Eines der schönsten Gedichte der Sammlung nimmt seinen Ausgang von der Wahrnehmung des bitteren Geschmacks einer Orange, die in einer dadurch ausgelösten Reminiszenz an die Zeit der Kindheit das Bild des Geschmacksinns weiterführt und mit anderen erinnerten Sinneswahrnehmungen verknüpft. Das Kind hört schreckliche Geschichten vom Krieg und sieht den Hitlergruß des Blockwarts. Es entsteht ein eindringliches Stück erlebte Geschichte, das die Greuel der Ermordung galizischer Juden, die Zwangsarbeit russischer Frauen und die Schrecken der Bombennacht in Dresden vor Augen führt:
Die Bitterkeit auf meiner Zunge
Rührt nicht von der Orange, die ich soeben verzehrte.

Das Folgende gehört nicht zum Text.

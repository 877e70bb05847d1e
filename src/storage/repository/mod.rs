// SPDX-License-Identifier: AGPL-3.0-or-later
//
// Copyright (C) 2026 Relational Network

//! Repository layer providing typed access to local storage.

pub mod secret;
pub mod snapshot;

pub use secret::SecretRepository;
pub use snapshot::{SnapshotRepository, StoredBalance, StoredSnapshot};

Es ist eine Bitterkeit, die nicht vergeht. Für sie
Habe ich keinen Begriff. Ich glaube,
Ich hab sie als Kind während des Krieges
Mit einer Handvoll Schnee,
Die meinen Durst stillen sollte,
Zu mir genommen. Es gab
Keine Märchen, aber es war damals immer
Ein großes Geflüster um mich: die Erwachsenen
Erzählten sich hinter vorgehaltenen Händen
Vom Kriege, vom damals gewesenen Kriege,
Von Grünen Minnas und von Soldaten,
Die beinlos aus Stalingrad wiederkehrten.
Ich sah auch den Hitlergruß
Des Blockwarts und hörte,
Während ich mir das Haar schneiden ließ,
Von dem an die Wand spritzenden Blut
Galizischer Juden. Der schier endlose Zug
Der Russinnen abends den Wilden-Mann-Berg empor,
Wenn sie vom Goehle-Werk
Sich in ihr Lager zurückschleppten,
Und schließlich die Panjewagen,
Beladen mit den Toten des Bombenangriffs.

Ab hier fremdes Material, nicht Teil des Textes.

// SPDX-License-Identifier: AGPL-3.0-or-later
//
// Copyright (C) 2026 Relational Network

//! Static asset registry.
//!
//! Registry order is the display order of every published partition.

use std::collections::HashMap;
use std::sync::LazyLock;

use crate::blockchain::types::{TOKEN_2022_PROGRAM_ID, TOKEN_PROGRAM_ID};

use super::{TokenCategory, TokenDescriptor};

const fn normal(symbol: &'static str, name: &'static str, mint: &'static str, decimals: u8) -> TokenDescriptor {
    TokenDescriptor {
        symbol,
        name,
        category: TokenCategory::Normal,
        mint,
        decimals,
        program_id: TOKEN_PROGRAM_ID,
    }
}

const fn xstock(symbol: &'static str, name: &'static str, mint: &'static str) -> TokenDescriptor {
    TokenDescriptor {
        symbol,
        name,
        category: TokenCategory::Xstock,
        mint,
        decimals: 8,
        program_id: TOKEN_2022_PROGRAM_ID,
    }
}

const fn lend(symbol: &'static str, name: &'static str, mint: &'static str) -> TokenDescriptor {
    TokenDescriptor {
        symbol,
        name,
        category: TokenCategory::Lend,
        mint,
        decimals: 6,
        program_id: TOKEN_PROGRAM_ID,
    }
}

/// Mint of the synthetic native balance.
pub const NATIVE_MINT: &str = "So11111111111111111111111111111111111111111";

pub static SOL: TokenDescriptor = normal("SOL", "Solana", NATIVE_MINT, 9);
pub static USDC: TokenDescriptor = normal("USDC", "USD Coin", "EPjFWdd5AufqSSqeM2qN1xzybapC8G4wEGGkZwyTDt1v", 6);

static TOKEN_LIST: &[TokenDescriptor] = &[
    normal("SOL", "Solana", NATIVE_MINT, 9),
    // Stablecoins
    normal("EURC", "EURC", "HzwqbKZw8HxMN6bF2yFZNrht3c2iXXzpKcFu7uBEDKtr", 6),
    normal("USDC", "USD Coin", "EPjFWdd5AufqSSqeM2qN1xzybapC8G4wEGGkZwyTDt1v", 6),
    normal("USDT", "USDT", "Es9vMFrzaCERmJfrF4H2FYD4KCoNkY11McCe8BenwNYB", 6),
    normal("USDS", "USDS", "USDSwr9ApdHk5bvJKMjzff41FfuX8bSxdKcR81vTwcA", 6),
    normal("USDG", "USDG", "2u1tszSeqZ3qBWF3uNGPFc8TzMk2tdiwknnRMWGWjGWH", 6),
    // Majors
    normal("WSOL", "Solana (Wrapped)", "So11111111111111111111111111111111111111112", 9),
    normal("ETH", "Ethereum", "7vfCXTUXx5WJV5JADk17DUJ4ksgau7utNKj4b963voxs", 8),
    normal("BTC", "Bitcoin", "3NZ9JMVBmGAqocybic2c7LQCJScmgsAZ6vQqTDzcqmJh", 8),
    // xStocks
    xstock("SPYx", "S&P 500", "XsoCS1TfEyfFhfvj8EtZ528L3CaKBDBRqRapnBbDF2W"),
    xstock("QQQx", "QQQ", "Xs8S1uUs1zvS2p7iwtsG3b6fkhpvmwz4GYU3gWAmWHZ"),
    xstock("GOOGLx", "Google", "XsCPL9dNWBMvFtTmwcCA5v3xWPSMEBCszbQdiLLq6aN"),
    xstock("AAPLx", "Apple", "XsbEhLAtcf6HdfpFZ5xEMdqW8nfAvcsP5bdudRLJzJp"),
    xstock("AMZNx", "Amazon", "Xs3eBt7uRfJX8QUs4suhyU8p2M6DoUDrJyWBa8LLZsg"),
    xstock("METAx", "Meta", "Xsa62P5mvPszXL1krVUnU5ar38bBSVcWAB6fmPCo5Zu"),
    xstock("NFLXx", "Netflix", "XsEH7wWfJJu2ZT3UCFeVfALnVA6CP5ur7Ee11KmzVpL"),
    xstock("TSLAx", "Tesla", "XsDoVfqeBukxuZHWhdvWHBhgEHjGNst4MLodqsJHzoB"),
    xstock("NVDAx", "Nvidia", "Xsc9qvGR1efVDFGLrVsmkzv3qi45LTBjeUKSPmx9qEh"),
    xstock("MSFTx", "Microsoft", "XspzcW1PRtgf6Wj92HCiZdjzKCyFekVD8P5Ueh3dRMX"),
    xstock("ORCLx", "Oracle", "XsjFwUPiLofddX5cWFHW35GCbXcSu1BCUGfxoQAQjeL"),
    xstock("PLTRx", "Palantir", "XsoBhf2ufR8fTyNSjqfU71DYGaE6Z3SUGAidpzriAA4"),
    xstock("GLDx", "Gold", "Xsv9hRk1z5ystj9MhnA7Lq4vjSsLwzL2nxrwmwtD3re"),
    // Lend
    lend("jlUSDC", "Lent USDC", "9BEcn9aPEmhSPbPQeFGjidRiEKki46fVQDyPpSQXPA2D"),
    lend("jlUSDT", "Lent USDT", "Cmn4v2wipYV41dkakDvCgFJpxhtaaKt11NyWV8pjSE8A"),
    lend("jlWSOL", "Lent WSOL", "2uQsyo1fXXQkDtcpXnLofWy88PxcvnfH2L8FPSE62FVU"),
    lend("jlEURC", "Lent EURC", "GcV9tEj62VncGithz4o4N9x6HWXARxuRgEAYk9zahNA8"),
    lend("jlUSDS", "Lent USDS", "j14XLJZSVMcUYpAfajdZRpnfHUpJieZHS4aPektLWvh"),
    lend("jlUSDG", "Lent USDG", "9fvHrYNw1A8Evpcj7X2yy4k4fT7nNHcA9L6UsamNHAif"),
];

static BY_MINT: LazyLock<HashMap<&'static str, &'static TokenDescriptor>> =
    LazyLock::new(|| all().iter().map(|t| (t.mint, t)).collect());

/// Every registered token, in registry order.
pub fn all() -> &'static [TokenDescriptor] {
    TOKEN_LIST
}

/// Look up a token by mint address.
pub fn by_mint(mint: &str) -> Option<&'static TokenDescriptor> {
    BY_MINT.get(mint).copied()
}

/// Look up a token by symbol (case-insensitive).
pub fn by_symbol(symbol: &str) -> Option<&'static TokenDescriptor> {
    all().iter().find(|t| t.symbol.eq_ignore_ascii_case(symbol))
}

/// The native asset descriptor.
pub fn native() -> &'static TokenDescriptor {
    &TOKEN_LIST[0]
}

/// Registry position, used to order partitions.
pub fn position(mint: &str) -> usize {
    all().iter().position(|t| t.mint == mint).unwrap_or(usize::MAX)
}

Mit der Reflexion des rückblickenden Dichters kehrt das Gedicht am Schluß zu der Schnee-Metapher zurück, die die Permanenz dieser Kindheitserlebnisse in der Biographie des Dichters ebenso erfaßt wie den unstillbaren Drang, sich im Schreiben der eigenen Biographie und Geschichte zu vergewissern:
Das alles muß in dieser Handvoll
Schnee gewesen sein, die ich mir
In den Mund steckte, um meinen Durst
Zu stillen, diesen kindlichen Durst,
Der mich nie verließ, und von dem
Diese Bitterkeit auf der Zunge zurückblieb.

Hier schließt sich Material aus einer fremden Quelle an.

// SPDX-License-Identifier: AGPL-3.0-or-later
//
// Copyright (C) 2026 Relational Network

//! Swap quote aggregator client.
//!
//! Quotes come back as an unsigned transaction plus a request id; the
//! signed transaction is handed back with the same id for execution.

use async_trait::async_trait;
use serde::{Deserialize, Serialize};
use tracing::{debug, warn};

use super::{de_opt_u64, de_u64, JupiterHttp, ProviderError};
use crate::blockchain::Pubkey;
use crate::swap::SwapVenue;
use crate::tokens::TokenDescriptor;

const ORDER_PATH: &str = "/ultra/v1/order";
const EXECUTE_PATH: &str = "/ultra/v1/execute";
const STATUS_SUCCESS: &str = "Success";

/// A quote awaiting commit.
#[derive(Debug, Clone, PartialEq)]
pub struct PendingSwapOrder {
    /// Base64 unsigned transaction
    pub transaction: String,
    /// Correlation id for execution
    pub request_id: String,
    /// Quoted raw input amount
    pub in_amount: u64,
    /// Quoted raw output amount
    pub out_amount: u64,
    pub input: &'static TokenDescriptor,
    pub output: &'static TokenDescriptor,
}

impl PendingSwapOrder {
    pub fn in_ui_amount(&self) -> f64 {
        self.input.to_ui(self.in_amount)
    }

    pub fn out_ui_amount(&self) -> f64 {
        self.output.to_ui(self.out_amount)
    }
}

#[derive(Debug, Deserialize)]
#[serde(rename_all = "camelCase")]
struct OrderResponse {
    #[serde(default)]
    transaction: Option<String>,
    request_id: String,
    #[serde(deserialize_with = "de_u64")]
    in_amount: u64,
    #[serde(deserialize_with = "de_u64")]
    out_amount: u64,
}

/// Settlement record reported after execution.
#[derive(Debug, Clone, PartialEq, Eq, Deserialize)]
#[serde(rename_all = "camelCase")]
pub struct SwapEvent {
    pub input_mint: String,
    #[serde(deserialize_with = "de_u64")]
    pub input_amount: u64,
    pub output_mint: String,
    #[serde(deserialize_with = "de_u64")]
    pub output_amount: u64,
}

/// Outcome of an execute call.
#[derive(Debug, Clone, PartialEq, Deserialize)]
#[serde(rename_all = "camelCase")]
pub struct SwapExecutionResult {
    pub status: String,
    #[serde(default)]
    pub signature: Option<String>,
    #[serde(default, deserialize_with = "de_opt_u64")]
    pub slot: Option<u64>,
    #[serde(default)]
    pub code: Option<i64>,
    #[serde(default, deserialize_with = "de_opt_u64")]
    pub total_input_amount: Option<u64>,
    #[serde(default, deserialize_with = "de_opt_u64")]
    pub total_output_amount: Option<u64>,
    #[serde(default, deserialize_with = "de_opt_u64")]
    pub input_amount_result: Option<u64>,
    #[serde(default, deserialize_with = "de_opt_u64")]
    pub output_amount_result: Option<u64>,
    #[serde(default)]
    pub swap_events: Vec<SwapEvent>,
}

impl SwapExecutionResult {
    pub fn is_success(&self) -> bool {
        self.status == STATUS_SUCCESS
    }

    /// First settlement event, if any.
    pub fn settlement(&self) -> Option<&SwapEvent> {
        self.swap_events.first()
    }
}

#[derive(Debug, Serialize)]
#[serde(rename_all = "camelCase")]
struct ExecuteRequest<'a> {
    signed_transaction: &'a str,
    request_id: &'a str,
}

/// Best-effort aggregator client.
#[derive(Debug, Clone)]
pub struct QuoteAggregatorClient {
    http: JupiterHttp,
}

impl QuoteAggregatorClient {
    pub fn new(http: JupiterHttp) -> Self {
        Self { http }
    }

    /// Request a quote for swapping `amount` of `input` into `output`.
    ///
    /// The raw amount is `round(amount × 10^input.decimals)`. Returns `None`
    /// on any failure.
    pub async fn create_order(
        &self,
        input: &'static TokenDescriptor,
        output: &'static TokenDescriptor,
        amount: f64,
        taker: &Pubkey,
    ) -> Option<PendingSwapOrder> {
        match self.fetch_order(input, output, amount, taker).await {
            Ok(order) => order,
            Err(e) => {
                warn!(error = %e, input = input.symbol, output = output.symbol, "Quote request failed");
                None
            }
        }
    }

    async fn fetch_order(
        &self,
        input: &'static TokenDescriptor,
        output: &'static TokenDescriptor,
        amount: f64,
        taker: &Pubkey,
    ) -> Result<Option<PendingSwapOrder>, ProviderError> {
        let raw = input
            .to_raw(amount)
            .map_err(|e| ProviderError::Request(e.to_string()))?;

        let response: OrderResponse = self
            .http
            .get_json(
                ORDER_PATH,
                &[
                    ("inputMint", input.mint.to_string()),
                    ("outputMint", output.mint.to_string()),
                    ("amount", raw.to_string()),
                    ("taker", taker.to_string()),
                ],
            )
            .await?;

        let Some(transaction) = response.transaction.filter(|t| !t.is_empty()) else {
            debug!(request_id = %response.request_id, "Quote carried no transaction");
            return Ok(None);
        };

        debug!(
            request_id = %response.request_id,
            in_amount = response.in_amount,
            out_amount = response.out_amount,
            "Quote received"
        );
        Ok(Some(PendingSwapOrder {
            transaction,
            request_id: response.request_id,
            in_amount: response.in_amount,
            out_amount: response.out_amount,
            input,
            output,
        }))
    }

    /// Submit a signed swap transaction. Returns `None` on any failure.
    pub async fn execute(&self, signed_tx_base64: &str, request_id: &str) -> Option<SwapExecutionResult> {
        let body = ExecuteRequest {
            signed_transaction: signed_tx_base64,
            request_id,
        };
        match self.http.post_json(EXECUTE_PATH, &body).await {
            Ok(result) => Some(result),
            Err(e) => {
                warn!(error = %e, request_id, "Swap execution request failed");
                None
            }
        }
    }
}

#[async_trait]
impl SwapVenue for QuoteAggregatorClient {
    async fn create_order(
        &self,
        input: &'static TokenDescriptor,
        output: &'static TokenDescriptor,
        amount: f64,
        taker: &Pubkey,
    ) -> Option<PendingSwapOrder> {
        QuoteAggregatorClient::create_order(self, input, output, amount, taker).await
    }

    async fn execute(&self, signed_tx_base64: &str, request_id: &str) -> Option<SwapExecutionResult> {
        QuoteAggregatorClient::execute(self, signed_tx_base64, request_id).await
    }
}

1998 veröffentlichte Czechowski seinen Band Mein westfälischer Frieden. In den Rezensionen wird wiederholt der diaristische Charakter der prosanahen Gedichte hervorgehoben. Jürgen Wallmann spricht von „offen autobiographischen“ Gedichten, die „eine Art lyrisches Tagebuch“ ergeben, Harald Hartung von „tagebuchhafte[n] Notate[n]“ und Jürgen Verdofsky findet in dem Buch „[f]ast ein tagebuchähnliches Selbstvergewissern“. Ins tagebuchähnliche Selbstgespräch sind dabei immer wieder auch poetologische Betrachtungen und literarische Anspielungen in Form von Selbstzitaten und Zwiesprache mit vergangenen und zeitgenössischen Dichtern verwoben. Ein Beispiel sei vollständig angeführt:
Gewaschen. Rasiert. Die Angst vor dem Tag
Heruntergeschluckt mit dem Trost
Des schwarzen Kaffees. Was
Ist noch zu tun? Vor allem: die Fassung bewahren,
Immer wieder versuchen,
Das Leben zu überlisten. Ach,
Diese winzigen Beiträge
Zu einer Phänomenologie
Des Bewußtseins: alle Versuche
Sind schon gescheitert,
Bevor sie begannen. Wie lange
Bin ich nicht durch den Regen gegangen? Hier
Gibt es die Bäume nicht mehr,
Die zu mir sprachen
Vor meinem Fenster aufs Hofgeviert. Auch
Wenn die Wunder ausbleiben,
Hat die Übelkeit in der Magengrube
In mir Stimme und Sitz, vergeblich
Versuche ich, mir ein Gebäude
Aus Lügen zu baun, der Selbsttrost
Ist noch immer gebührenfrei, alles andere
Kostet mich
Zopf und Kragen.
Im Eingangsgedicht „Da sitze ich nun mit meinen alten Scharteken“ der kleinen Sammlung Seumes Brille. Gedichte aus der Schöppinger Chronik (1999/2000), nicht zu verwechseln mit der Ausgabe gleichen Titels im Grupello Verlag (2002), mit der es kaum Überlappungen gibt, klagt sich das Ich an, es unterlassen zu haben, in der DDR „alte Nazis, / Als Kommunisten verkleidet“ öffentlich bloßzustellen und überhaupt „[zu] sprechen, wie mir zumute gewesen“. Das Gedicht endet mit der resignativen Erkenntnis, daß damit schon früh seine Selbstfindung zum Scheitern verurteilt war:
Also war ich
Verloren schon, als ich an mich noch glaubte oder glaubte,
Noch an mich zu glauben…
Es ist immer dasselbe,
Was mich behinderte, zu mir zu kommen
Sicher greift Czechowski hier ironisch das vielzitierte Wort vom Zusichselberkommen von Johannes R. Becher auf, das Christa Wolf ihrem 1968 erschienenen Roman Nachdenken über Christa T. als Motto voranstellte.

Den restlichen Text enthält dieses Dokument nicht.